- [TASK GOAL]: The word "metadata" may appear in the records below. Report how many lines contain it, and write nothing besides the number.

(Items listed in a dataset)
//! Recursive directory snapshots used by structure assertions.

use std::collections::BTreeMap;
use std::future::Future;
use std::path::Path;
use std::pin::Pin;
use tracing::{debug, warn};

/// A directory mirrored as a name-ordered map.
pub type DirTree = BTreeMap<String, DirEntry>;

/// One entry of a [`DirTree`].
#[derive(Debug, Clone, PartialEq, Eq)]
pub enum DirEntry {
    /// A regular file (or anything that is not a directory).
    File,
    /// A subdirectory and its contents.
    Dir(DirTree),
    /// An entry whose metadata or contents could not be read.
    Inaccessible,
}

impl DirEntry {
    /// True for [`DirEntry::Dir`].
    pub fn is_dir(&self) -> bool {
        matches!(self, Self::Dir(_))
    }
}

/// Walk `dir` recursively. A missing or unreadable root yields an empty tree;
/// entries below it that cannot be read, or whose listing breaks off part
/// way, become [`DirEntry::Inaccessible`] while their siblings are still
/// reported.
pub async fn snapshot(dir: &Path) -> DirTree {
    read_level(dir).await.unwrap_or_default()
}

type LevelFuture<'a> = Pin<Box<dyn Future<Output = Option<DirTree>> + Send + 'a>>;

// Boxed so the walk can recurse.
fn read_level(dir: &Path) -> LevelFuture<'_> {
    Box::pin(async move {
        let mut entries = tokio::fs::read_dir(dir).await.ok()?;
        let mut tree = DirTree::new();

        loop {
            let entry = match entries.next_entry().await {
                Ok(Some(entry)) => entry,
                Ok(None) => break,
                Err(e) => {
                    // A partial listing is not passed off as complete.
                    warn!("Listing of {} broke off: {}", dir.display(), e);
                    return None;
                }
            };
            let name = entry.file_name().to_string_lossy().into_owned();
            let path = entry.path();
            let kind = match entry.file_type().await {
                Ok(ft) if ft.is_dir() => match read_level(&path).await {
                    Some(sub) => DirEntry::Dir(sub),
                    None => DirEntry::Inaccessible,
                },
                Ok(_) => DirEntry::File,
                Err(e) => {
                    debug!("Cannot stat {}: {}", path.display(), e);
                    DirEntry::Inaccessible
                }
            };
            tree.insert(name, kind);
        }

        Some(tree)
    })
}

/// Look up a `/`-separated relative path inside a tree.
pub fn lookup<'a>(tree: &'a DirTree, path: &str) -> Option<&'a DirEntry> {
    let mut parts = path.split('/').filter(|p| !p.is_empty() && *p != ".").peekable();
    let mut current = tree;

    while let Some(part) = parts.next() {
        let entry = current.get(part)?;
        if parts.peek().is_none() {
            return Some(entry);
        }
        match entry {
            DirEntry::Dir(sub) => current = sub,
            _ => return None,
        }
    }

    None
}
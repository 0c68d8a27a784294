//! Error types for harness operations.

use std::path::PathBuf;
use std::time::Duration;
use thiserror::Error;

/// Core error type for sandbox, chain, batch and assertion operations.
#[derive(Error, Debug)]
pub enum HarnessError {
    /// The sandbox directory could not be allocated.
    #[error("failed to create sandbox: {0}")]
    SandboxSetup(#[source] std::io::Error),

    /// The external tool exited non-zero or could not be launched.
    #[error("{operation} failed (exit code {}): {stderr}", describe_exit(*exit_code))]
    ToolFailed {
        /// Operation that invoked the tool (e.g. "add page about")
        operation: String,
        /// Process exit code, absent on launch failure
        exit_code: Option<i32>,
        /// Standard error, or the launch error message
        stderr: String,
    },

    /// The tool reported success but the expected filesystem effect is absent.
    #[error("{operation} reported success but {detail}")]
    MissingEffect {
        /// Operation that was verified
        operation: String,
        /// What was expected and not found
        detail: String,
    },

    /// A file could not be read.
    #[error("failed to read {}: {source}", path.display())]
    ReadFile {
        /// Path that was read
        path: PathBuf,
        /// Underlying I/O error
        #[source]
        source: std::io::Error,
    },

    /// A file could not be written.
    #[error("failed to write {}: {source}", path.display())]
    WriteFile {
        /// Path that was written
        path: PathBuf,
        /// Underlying I/O error
        #[source]
        source: std::io::Error,
    },

    /// A YAML document failed to parse.
    #[error("failed to parse YAML in {}: {source}", path.display())]
    ParseYaml {
        /// Path of the document
        path: PathBuf,
        /// Parser error
        #[source]
        source: serde_yaml::Error,
    },

    /// A JSON document failed to parse.
    #[error("failed to parse JSON in {}: {source}", path.display())]
    ParseJson {
        /// Path of the document
        path: PathBuf,
        /// Parser error
        #[source]
        source: serde_json::Error,
    },

    /// A queued assertion did not hold.
    #[error("{message}: {detail}")]
    Assertion {
        /// Caller-supplied failure message
        message: String,
        /// Actual-vs-expected context
        detail: String,
    },

    /// No timing was recorded under the given name.
    #[error("no measurement recorded for operation '{name}'")]
    MissingMeasurement {
        /// Operation name
        name: String,
    },

    /// A timed operation did not finish under its limit.
    #[error("operation '{name}' took {elapsed:?}, expected less than {limit:?}")]
    TooSlow {
        /// Operation name
        name: String,
        /// Recorded duration
        elapsed: Duration,
        /// Exclusive upper bound
        limit: Duration,
    },

    /// The caller asked for something the sandbox cannot do.
    #[error("invalid operation: {0}")]
    InvalidOperation(String),

    /// Configuration error (loading, parsing).
    #[error("configuration error: {0}")]
    Config(String),
}

impl HarnessError {
    /// True when the tool itself reported failure, as opposed to a missing effect.
    pub fn is_tool_failure(&self) -> bool {
        matches!(self, Self::ToolFailed { .. })
    }

    pub(crate) fn assertion(message: &str, detail: impl Into<String>) -> Self {
        Self::Assertion {
            message: message.to_string(),
            detail: detail.into(),
        }
    }
}

fn describe_exit(code: Option<i32>) -> String {
    code.map_or_else(|| "none".to_string(), |c| c.to_string())
}

/// Convenience Result type for harness operations.
pub type Result<T> = std::result::Result<T, HarnessError>;
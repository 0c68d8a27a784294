//! Isolated, disposable working directories and tool invocation.
//!
//! A [`Sandbox`] owns one temporary directory per test. It never touches the
//! process working directory: it keeps its own cursor (`cwd`) inside the
//! sandbox, resolves every relative path against it, and launches the tool
//! with it as the child's working directory.

use crate::config::HarnessConfig;
use crate::error::{HarnessError, Result};
use crate::manifest::PageManifest;
use crate::options::{page_dir, site_root};
use crate::tree::{self, DirTree};
use serde_yaml::Value;
use std::path::{Component, Path, PathBuf};
use std::time::Instant;
use tempfile::TempDir;
use tokio::process::Command;
use tracing::{debug, info, warn};

/// Outcome of one tool invocation. Never an error: callers decide.
#[derive(Debug, Clone, Default, PartialEq, Eq)]
pub struct ToolOutput {
    /// True when the process launched and exited with code 0.
    pub success: bool,
    /// Captured standard output.
    pub stdout: String,
    /// Captured standard error.
    pub stderr: String,
    /// Exit code; `None` on launch failure or signal termination.
    pub exit_code: Option<i32>,
    /// Best-available diagnostic when `success` is false.
    pub error: Option<String>,
}

impl ToolOutput {
    /// The diagnostic to surface on failure: stderr, else `error`, else stdout.
    pub fn diagnostic(&self) -> String {
        if !self.stderr.trim().is_empty() {
            self.stderr.trim().to_string()
        } else if let Some(error) = &self.error {
            error.clone()
        } else {
            self.stdout.trim().to_string()
        }
    }
}

/// Per-invocation overrides for [`Sandbox::run_tool`].
#[derive(Debug, Clone, Default)]
pub struct RunOptions {
    /// Run in this directory (relative to the cursor) instead of the cursor.
    pub cwd: Option<PathBuf>,
    /// Extra environment variables for the child.
    pub env: Vec<(String, String)>,
}

/// Layout of the project under the cursor.
#[derive(Debug, Clone, Copy, PartialEq, Eq)]
pub enum ProjectKind {
    /// Neither `pages/` nor `sites/`.
    Minimal,
    /// `site.yml` + `pages/` at the root.
    SingleSite,
    /// One or more sites under `sites/`.
    Workspace,
}

/// One isolated test environment.
pub struct Sandbox {
    dir: Option<TempDir>,
    root: PathBuf,
    cwd: PathBuf,
    config: HarnessConfig,
}

impl Sandbox {
    /// Allocate a uniquely named temporary directory and point the cursor at it.
    pub async fn setup(config: HarnessConfig) -> Result<Self> {
        let dir = tempfile::Builder::new()
            .prefix(&config.temp_prefix)
            .tempdir()
            .map_err(HarnessError::SandboxSetup)?;
        // Canonical so that navigation checks compare like with like.
        let root = tokio::fs::canonicalize(dir.path())
            .await
            .map_err(HarnessError::SandboxSetup)?;
        info!("Created sandbox at {}", root.display());

        Ok(Self {
            dir: Some(dir),
            cwd: root.clone(),
            root,
            config,
        })
    }

    /// Restore the cursor and delete the sandbox. Failures are logged, not returned.
    pub async fn cleanup(mut self) {
        self.cwd = self.root.clone();
        let Some(dir) = self.dir.take() else {
            return;
        };

        if self.config.keep_sandbox {
            let kept = dir.keep();
            info!("Keeping sandbox at {}", kept.display());
            return;
        }

        let path = dir.path().to_path_buf();
        match tokio::task::spawn_blocking(move || dir.close()).await {
            Ok(Ok(())) => info!("Removed sandbox at {}", path.display()),
            Ok(Err(e)) => warn!("Failed to remove sandbox {}: {}", path.display(), e),
            Err(e) => warn!("Sandbox removal task for {} failed: {}", path.display(), e),
        }
    }

    /// Sandbox root directory.
    pub fn root(&self) -> &Path {
        &self.root
    }

    /// Current directory cursor.
    pub fn cwd(&self) -> &Path {
        &self.cwd
    }

    /// Active configuration.
    pub fn config(&self) -> &HarnessConfig {
        &self.config
    }

    /// Resolve a path against the cursor.
    pub fn path(&self, rel: impl AsRef<Path>) -> PathBuf {
        self.cwd.join(rel)
    }

    // ===== Navigation =====

    /// Move the cursor to a directory relative to it. The target must stay
    /// inside the sandbox and exist.
    pub async fn cd(&mut self, rel: impl AsRef<Path>) -> Result<&mut Self> {
        let target = normalize(&self.cwd.join(rel.as_ref()));
        if !target.starts_with(&self.root) {
            return Err(HarnessError::InvalidOperation(format!(
                "cannot leave the sandbox: {}",
                rel.as_ref().display()
            )));
        }
        if !is_dir(&target).await {
            return Err(HarnessError::InvalidOperation(format!(
                "no such directory: {}",
                target.display()
            )));
        }
        debug!("cd {}", target.display());
        self.cwd = target;
        Ok(self)
    }

    /// Move the cursor back to the sandbox root.
    pub fn navigate_to_root(&mut self) -> &mut Self {
        self.cwd = self.root.clone();
        self
    }

    /// Move the cursor into `sites/<name>` of the current project.
    pub async fn navigate_to_site(&mut self, name: &str) -> Result<&mut Self> {
        self.cd(site_root(Some(name))).await
    }

    // ===== Tool invocation =====

    /// Run the configured tool with `args` in the cursor directory.
    pub async fn run_tool<I, S>(&self, args: I, options: RunOptions) -> ToolOutput
    where
        I: IntoIterator<Item = S>,
        S: AsRef<str>,
    {
        let args: Vec<String> = args.into_iter().map(|a| a.as_ref().to_string()).collect();
        let cwd = match &options.cwd {
            Some(rel) => self.cwd.join(rel),
            None => self.cwd.clone(),
        };

        let mut command = Command::new(&self.config.tool);
        command
            .args(&self.config.tool_prefix_args)
            .args(&args)
            .current_dir(&cwd)
            .kill_on_drop(true);
        for (key, value) in &options.env {
            command.env(key, value);
        }

        let started = Instant::now();
        let output = match command.output().await {
            Ok(output) => output,
            Err(e) => {
                debug!(
                    "Failed to launch {} {:?}: {}",
                    self.config.tool.display(),
                    args,
                    e
                );
                return ToolOutput {
                    success: false,
                    error: Some(format!(
                        "failed to launch {}: {}",
                        self.config.tool.display(),
                        e
                    )),
                    ..ToolOutput::default()
                };
            }
        };

        let result = ToolOutput {
            success: output.status.success(),
            stdout: String::from_utf8_lossy(&output.stdout).into_owned(),
            stderr: String::from_utf8_lossy(&output.stderr).into_owned(),
            exit_code: output.status.code(),
            error: None,
        };
        debug!(
            args = ?args,
            cwd = %cwd.display(),
            exit_code = ?result.exit_code,
            elapsed_ms = started.elapsed().as_millis() as u64,
            "tool finished"
        );

        if result.success {
            result
        } else {
            let error = Some(result.diagnostic());
            ToolOutput { error, ..result }
        }
    }

    // ===== Files =====

    /// Whether a file or directory exists relative to the cursor.
    pub async fn file_exists(&self, rel: impl AsRef<Path>) -> bool {
        tokio::fs::try_exists(self.path(rel)).await.unwrap_or(false)
    }

    /// Read a UTF-8 file relative to the cursor.
    ///
    /// # Errors
    ///
    /// Returns `ReadFile` with the path if the file is absent or unreadable.
    pub async fn read_file(&self, rel: impl AsRef<Path>) -> Result<String> {
        let path = self.path(rel);
        tokio::fs::read_to_string(&path)
            .await
            .map_err(|source| HarnessError::ReadFile { path, source })
    }

    /// Write a file relative to the cursor, creating parent directories.
    pub async fn write_file(&self, rel: impl AsRef<Path>, content: &str) -> Result<()> {
        let path = self.path(rel);
        if let Some(parent) = path.parent() {
            tokio::fs::create_dir_all(parent)
                .await
                .map_err(|source| HarnessError::WriteFile {
                    path: parent.to_path_buf(),
                    source,
                })?;
        }
        tokio::fs::write(&path, content)
            .await
            .map_err(|source| HarnessError::WriteFile { path, source })
    }

    /// Read and parse a YAML document relative to the cursor.
    pub async fn read_yaml(&self, rel: impl AsRef<Path>) -> Result<Value> {
        let rel = rel.as_ref();
        let content = self.read_file(rel).await?;
        serde_yaml::from_str(&content).map_err(|source| HarnessError::ParseYaml {
            path: self.path(rel),
            source,
        })
    }

    /// Read and parse a JSON document relative to the cursor.
    pub async fn read_json(&self, rel: impl AsRef<Path>) -> Result<serde_json::Value> {
        let rel = rel.as_ref();
        let content = self.read_file(rel).await?;
        serde_json::from_str(&content).map_err(|source| HarnessError::ParseJson {
            path: self.path(rel),
            source,
        })
    }

    /// Parse the manifest of `page` (in `site`, or the root context).
    pub async fn page_manifest(&self, page: &str, site: Option<&str>) -> Result<PageManifest> {
        let rel = format!("{}/page.yml", page_dir(page, site, None));
        let content = self.read_file(&rel).await?;
        serde_yaml::from_str(&content).map_err(|source| HarnessError::ParseYaml {
            path: self.path(&rel),
            source,
        })
    }

    /// Mirror a directory (relative to the cursor) as a tree. Missing
    /// directories yield an empty tree.
    pub async fn directory_structure(&self, rel: impl AsRef<Path>) -> DirTree {
        tree::snapshot(&self.path(rel)).await
    }

    /// Classify the project under the cursor.
    pub async fn project_kind(&self) -> ProjectKind {
        if is_dir(&self.path("sites")).await {
            ProjectKind::Workspace
        } else if is_dir(&self.path("pages")).await {
            ProjectKind::SingleSite
        } else {
            ProjectKind::Minimal
        }
    }

    pub(crate) fn set_cwd(&mut self, cwd: PathBuf) {
        self.cwd = cwd;
    }
}

impl std::fmt::Debug for Sandbox {
    fn fmt(&self, f: &mut std::fmt::Formatter<'_>) -> std::fmt::Result {
        f.debug_struct("Sandbox")
            .field("root", &self.root)
            .field("cwd", &self.cwd)
            .finish()
    }
}

async fn is_dir(path: &Path) -> bool {
    tokio::fs::metadata(path)
        .await
        .map(|m| m.is_dir())
        .unwrap_or(false)
}

/// Lexically resolve `.` and `..` without touching the filesystem.
fn normalize(path: &Path) -> PathBuf {
    let mut out = PathBuf::new();
    for component in path.components() {
        match component {
            Component::CurDir => {}
            Component::ParentDir => {
                out.pop();
            }
            other => out.push(other),
        }
    }
    out
}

- [RESPONSE TO THIS EXERCISE]: 2